Corporate Results

The following is Leopalace21's corporate results.

Leasing Business

By increase in employment and promoting corporate sales in all industries, the average occupancy rate increased 0.59 points to 88.00 %.

The occupancy rate at the end of the third quarter was 86.97% (up 0.08 points from the end of the same quarter last year), and the average occupancy rate was 88.00% (up 0.59 points year-on-year). We implemented measures such as tenant recruitment utilizing direct leasing offices, franchises, and local real estate brokers, as well as expanding tenant services including "my DIY" and security system installations. In addition, the Group further strengthened sales against corporate and foreign clients. "my DIY" contracts have exceeded 29 thousand. Apartments with security systems installed increased, and accounted for 273 thousand rooms at the end of December 2016.
The number of units under management at the end of the third quarter was 567,008 (up 5,047 from the end of the previous fiscal year), and the number of direct offices was 189 (no change from the end of the previous fiscal year). The number of franchise offices was 117 (decreasing 13 from the end of the previous fiscal year).

Occupancy Rate

Occupancy rate

Related information

Construction Business

We are promoting apartment supply in urban areas and expanding construction variations.

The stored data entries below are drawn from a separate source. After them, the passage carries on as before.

use std::io::BufRead;

use quick_xml::Reader;
use quick_xml::events::{BytesStart, Event};

use crate::errors::Result;
use crate::source::RawLexicalEntry;

/// `FormRepresentation` 要素に含まれる素性
#[derive(Default)]
struct FormFeatures {
    written_form: Option<String>,
    part_of_speech: Option<String>,
    paradigm: Option<String>,
}

impl FormFeatures {
    fn set(&mut self, att: &str, val: String) {
        match att {
            "writtenForm" => self.written_form = Some(val),
            "partOfSpeech" => self.part_of_speech = Some(val),
            "paradigm" => self.paradigm = Some(val),
            _ => {}
        }
    }

    fn into_entry(self) -> Option<RawLexicalEntry> {
        let Some(written_form) = self.written_form else {
            log::debug!("skipped a FormRepresentation without writtenForm");
            return None;
        };
        let entry = RawLexicalEntry::new(
            &written_form,
            self.part_of_speech.unwrap_or_default(),
            self.paradigm.unwrap_or_default(),
        );
        if entry.is_none() {
            log::debug!("skipped an empty writtenForm {written_form:?}");
        }
        entry
    }
}

/// SALDO の LMF 形式 XML を読み込みます。
///
/// `LexicalEntry` 内の各 `FormRepresentation` について、
/// `<feat att="..." val="..."/>` から `writtenForm`、`partOfSpeech`、`paradigm` を取り出します。
/// 1つの `LexicalEntry` が複数の `FormRepresentation` を持つ場合は、それぞれがレコードになります。
///
/// # エラー
///
/// 読み込みに失敗した場合や、XML が整形式でない場合にエラーを返します。
pub fn read_lmf<R>(rdr: R) -> Result<Vec<RawLexicalEntry>>
where
    R: BufRead,
{
    let mut reader = Reader::from_reader(rdr);
    let mut buf = vec![];
    let mut entries = vec![];

    let mut entry_depth = 0usize;
    let mut current: Option<FormFeatures> = None;

    loop {
        match reader.read_event_into(&mut buf)? {
            Event::Start(e) => match e.local_name().as_ref() {
                b"LexicalEntry" => entry_depth += 1,
                b"FormRepresentation" if entry_depth > 0 => {
                    current = Some(FormFeatures::default());
                }
                b"feat" => read_feat(&e, current.as_mut())?,
                _ => {}
            },
            Event::Empty(e) => match e.local_name().as_ref() {
                b"feat" => read_feat(&e, current.as_mut())?,
                b"FormRepresentation" if entry_depth > 0 => {
                    log::debug!("skipped an empty FormRepresentation");
                }
                _ => {}
            },
            Event::End(e) => match e.local_name().as_ref() {
                b"FormRepresentation" => {
                    if let Some(entry) = current.take().and_then(FormFeatures::into_entry) {
                        entries.push(entry);
                    }
                }
                b"LexicalEntry" => entry_depth = entry_depth.saturating_sub(1),
                _ => {}
            },
            Event::Eof => break,
            _ => {}
        }
        buf.clear();
    }

    Ok(entries)
}

fn read_feat(e: &BytesStart<'_>, features: Option<&mut FormFeatures>) -> Result<()> {
    let Some(features) = features else {
        return Ok(());
    };
    let mut att = None;
    let mut val = None;
    for attr in e.attributes() {
        let attr = attr?;
        match attr.key.as_ref() {
            b"att" => att = Some(attr.unescape_value()?.into_owned()),
            b"val" => val = Some(attr.unescape_value()?.into_owned()),
            _ => {}
        }
    }
    if let (Some(att), Some(val)) = (att, val) {
        features.set(&att, val);
    }
    Ok(())
}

Orders received during the subject nine months was 66,307 million yen (up 8.7% year-on-year), and orders received outstanding was 74,478 million yen (up 13.9% from the end of the same quarter last year).
In the Construction Business, the Group focused on supplying apartments to urban areas with high occupancy demand, offering high-quality and strategic products with earthquake protection and sound insulation, and developing products targeting females and young tenants. Also, the Group expanded construction variations such as elderly care facilities, stores, and built-to-order houses, as well as advanced initiatives to boost profit margins via reassessments of product prices, procurement routes. The number of offices was 60 (no change from the end of the previous fiscal year).

Orders Received

Order results

Sales

Consolidated net sales were 380,634 million yen, due to the improvement of occupancy rates and the increase of orders received outstanding which led to the improvement of construction sales.

Consolidated net sales during the subject nine months were 380,634 million yen (up 1.0% year-on-year). Net sales were 310,304 million yen in the Leasing Business (up 1.6% year-on-year), and 49,990 million yen in the Construction Business (down 2.9% year-on-year).

Sales by segment

Sales by segment

Profits

Operating profit was 15,802 million yen (down 0.8% year-on-year)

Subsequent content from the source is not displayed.